Canadian car parts maker Magna has also expressed an interest, teaming up with Russian state-owned lender Sberbank and with Russian carmaker GAZ, owned by tycoon Oleg Deripaska.
“This evening the deadline expires and these expressions of interest will be quickly evaluated by the government, but they will also be assessed in parallel by GM and the US government,” German government spokesman Ulrich Wilhelm told a regular briefing.
“Afterwards, in light of this assessment we will engage in further talks and negotiations. A government delegation is also ready… to travel to the US.”
Bidders making a formal offer will be expected to come up with around €650 million ($886 million), the Financial Times (FT) reported on Wednesday, and GM will give preference to cash bids.
This could be a blow to Fiat, with a spokesman telling AFP on Tuesday that the firm intended to offer assets instead of cash, in a similar model to its recent deal securing a stake in Chrysler.
“We are in crisis but we still have a value,” Klaus Franz, the head of Opel’s powerful works council, told the FT. “Such remarks are bursting with arrogance and disrespect for the employees at Opel.”

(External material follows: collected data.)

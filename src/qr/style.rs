//! # 样式值对象
//!
//! `QrStyleConfig` 每次生成时新建，不可变；`StyleDelta` 表示实时切换样式时的局部修改。

use std::fmt;
use std::str::FromStr;

use serde::{Deserialize, Serialize};

use super::RenderError;
use crate::image_handler::SquareImage;

/// 样式模式。
#[derive(Debug, Clone, Copy, PartialEq, Eq, Hash, Default, Serialize, Deserialize)]
#[serde(rename_all = "lowercase")]
pub enum StyleMode {
    #[default]
    Basic,
    Colored,
}

impl StyleMode {
    pub fn as_str(self) -> &'static str {
        match self {
            Self::Basic => "basic",
            Self::Colored => "colored",
        }
    }
}

impl FromStr for StyleMode {
    type Err = RenderError;

    fn from_str(s: &str) -> Result<Self, Self::Err> {
        match s.trim().to_lowercase().as_str() {
            "basic" => Ok(Self::Basic),
            "colored" => Ok(Self::Colored),
            other => Err(RenderError::InvalidStyle(other.to_string())),
        }
    }
}

/// `#rrggbb` 颜色。
#[derive(Debug, Clone, Copy, PartialEq, Eq, Hash, Serialize, Deserialize)]
#[serde(try_from = "String", into = "String")]
pub struct HexColor {
    pub r: u8,
    pub g: u8,
    pub b: u8,
}

impl HexColor {
    pub const BLACK: HexColor = HexColor::rgb(0x00, 0x00, 0x00);
    pub const WHITE: HexColor = HexColor::rgb(0xff, 0xff, 0xff);
    /// 彩色模式的固定深色背景。
    pub const MIDNIGHT: HexColor = HexColor::rgb(0x02, 0x06, 0x17);

    pub const fn rgb(r: u8, g: u8, b: u8) -> Self {
        Self { r, g, b }
    }

    /// 解析 `#rrggbb` 或 `#rgb`（`#` 可省略，大小写不敏感）。
    pub fn parse(input: &str) -> Result<Self, RenderError> {
        let hex = input.trim().trim_start_matches('#');
        let invalid = || RenderError::InvalidColor(input.to_string());

        if !hex.chars().all(|c| c.is_ascii_hexdigit()) {
            return Err(invalid());
        }

        let expanded: String = match hex.len() {
            3 => hex.chars().flat_map(|c| [c, c]).collect(),
            6 => hex.to_string(),
            _ => return Err(invalid()),
        };

        let channel = |i: usize| u8::from_str_radix(&expanded[i..i + 2], 16).map_err(|_| invalid());
        Ok(Self::rgb(channel(0)?, channel(2)?, channel(4)?))
    }

    pub fn to_rgba(self) -> [u8; 4] {
        [self.r, self.g, self.b, 255]
    }

    /// 线性插值，`t` 会被限制在 `[0, 1]`。
    pub fn lerp(self, other: HexColor, t: f32) -> [u8; 4] {
        let t = t.clamp(0.0, 1.0);
        let mix = |a: u8, b: u8| (a as f32 + (b as f32 - a as f32) * t).round() as u8;
        [mix(self.r, other.r), mix(self.g, other.g), mix(self.b, other.b), 255]
    }
}

impl fmt::Display for HexColor {
    fn fmt(&self, f: &mut fmt::Formatter<'_>) -> fmt::Result {
        write!(f, "#{:02x}{:02x}{:02x}", self.r, self.g, self.b)
    }
}

impl FromStr for HexColor {
    type Err = RenderError;

    fn from_str(s: &str) -> Result<Self, Self::Err> {
        Self::parse(s)
    }
}

impl TryFrom<String> for HexColor {
    type Error = RenderError;

    fn try_from(value: String) -> Result<Self, Self::Error> {
        Self::parse(&value)
    }
}

impl From<HexColor> for String {
    fn from(color: HexColor) -> Self {
        color.to_string()
    }
}

/// 用户在页面上选择的样式（模式 + 两个颜色）。
#[derive(Debug, Clone, Copy, PartialEq, Eq, Hash, Serialize, Deserialize)]
pub struct StyleChoice {
    pub mode: StyleMode,
    pub primary: HexColor,
    /// 渐变终点色，仅彩色模式使用。
    pub secondary: HexColor,
}

impl Default for StyleChoice {
    fn default() -> Self {
        Self {
            mode: StyleMode::Basic,
            primary: HexColor::BLACK,
            secondary: HexColor::rgb(0xff, 0x00, 0xc8),
        }
    }
}

impl StyleChoice {
    pub fn merge(self, delta: &StyleDelta) -> Self {
        Self {
            mode: delta.mode.unwrap_or(self.mode),
            primary: delta.primary.unwrap_or(self.primary),
            secondary: delta.secondary.unwrap_or(self.secondary),
        }
    }
}

/// 实时样式切换的局部修改，`None` 表示沿用当前值。
#[derive(Debug, Clone, Copy, Default, PartialEq, Eq)]
pub struct StyleDelta {
    pub mode: Option<StyleMode>,
    pub primary: Option<HexColor>,
    pub secondary: Option<HexColor>,
}

/// 单次生成请求的完整样式配置。
#[derive(Debug, Clone, PartialEq, Eq)]
pub struct QrStyleConfig {
    /// 要编码的内容字符串。
    pub content: String,
    pub style: StyleChoice,
    pub logo: Option<SquareImage>,
    /// 输出边长（像素），实例创建后不可修改。
    pub size: u32,
}

#[cfg(test)]
mod tests {
    use super::*;

    #[test]
    fn parses_long_and_short_hex() {
        assert_eq!(HexColor::parse("#00F2FF").ok(), Some(HexColor::rgb(0x00, 0xf2, 0xff)));
        assert_eq!(HexColor::parse("fc8").ok(), Some(HexColor::rgb(0xff, 0xcc, 0x88)));
    }

    #[test]
    fn rejects_malformed_hex() {
        for bad in ["", "#12", "#12345g", "#1234567", "red"] {
            assert!(matches!(HexColor::parse(bad), Err(RenderError::InvalidColor(_))), "{bad}");
        }
    }

    #[test]
    fn display_is_lowercase_hex() {
        assert_eq!(HexColor::MIDNIGHT.to_string(), "#020617");
    }

    #[test]
    fn lerp_hits_both_endpoints() {
        let a = HexColor::rgb(0, 100, 200);
        let b = HexColor::rgb(200, 100, 0);

        assert_eq!(a.lerp(b, 0.0), [0, 100, 200, 255]);
        assert_eq!(a.lerp(b, 1.0), [200, 100, 0, 255]);
        assert_eq!(a.lerp(b, 0.5), [100, 100, 100, 255]);
    }

    #[test]
    fn delta_only_overrides_given_fields() {
        let base = StyleChoice::default();
        let merged = base.merge(&StyleDelta {
            mode: Some(StyleMode::Colored),
            ..Default::default()
        });

        assert_eq!(merged.mode, StyleMode::Colored);
        assert_eq!(merged.primary, base.primary);
        assert_eq!(merged.secondary, base.secondary);
    }

    #[test]
    fn style_mode_parses_case_insensitively() {
        assert_eq!("Colored".parse::<StyleMode>().ok(), Some(StyleMode::Colored));
        assert!("neon".parse::<StyleMode>().is_err());
    }
}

Italy’s Economic Development Minister Claudio Scajola said on Italian television on Wednesday however that Fiat had a “good chance” of getting control of Opel.
“It is difficult to say who has the best cards,” BHF-Bank analyst Aleksi Wunraw told AFP.
The fate of Opel, an industrial icon dating back to the 19th century and which directly employs around 25,000 people in Germany, has become a hot-button political issue with barely four months to go until general elections.
Chancellor Angela Merkel, up for a second term in the September 27 vote, is
prepared to pull out all the stops to save Opel from collapse but being seen as writing a blank cheque on behalf of taxpayers could hurt her re-election hopes.
The German government is also drawing up emergency plans involving a special trustee and so-called bridge financing of some €1.5 billion to keep Opel going in the event of a GM bankruptcy.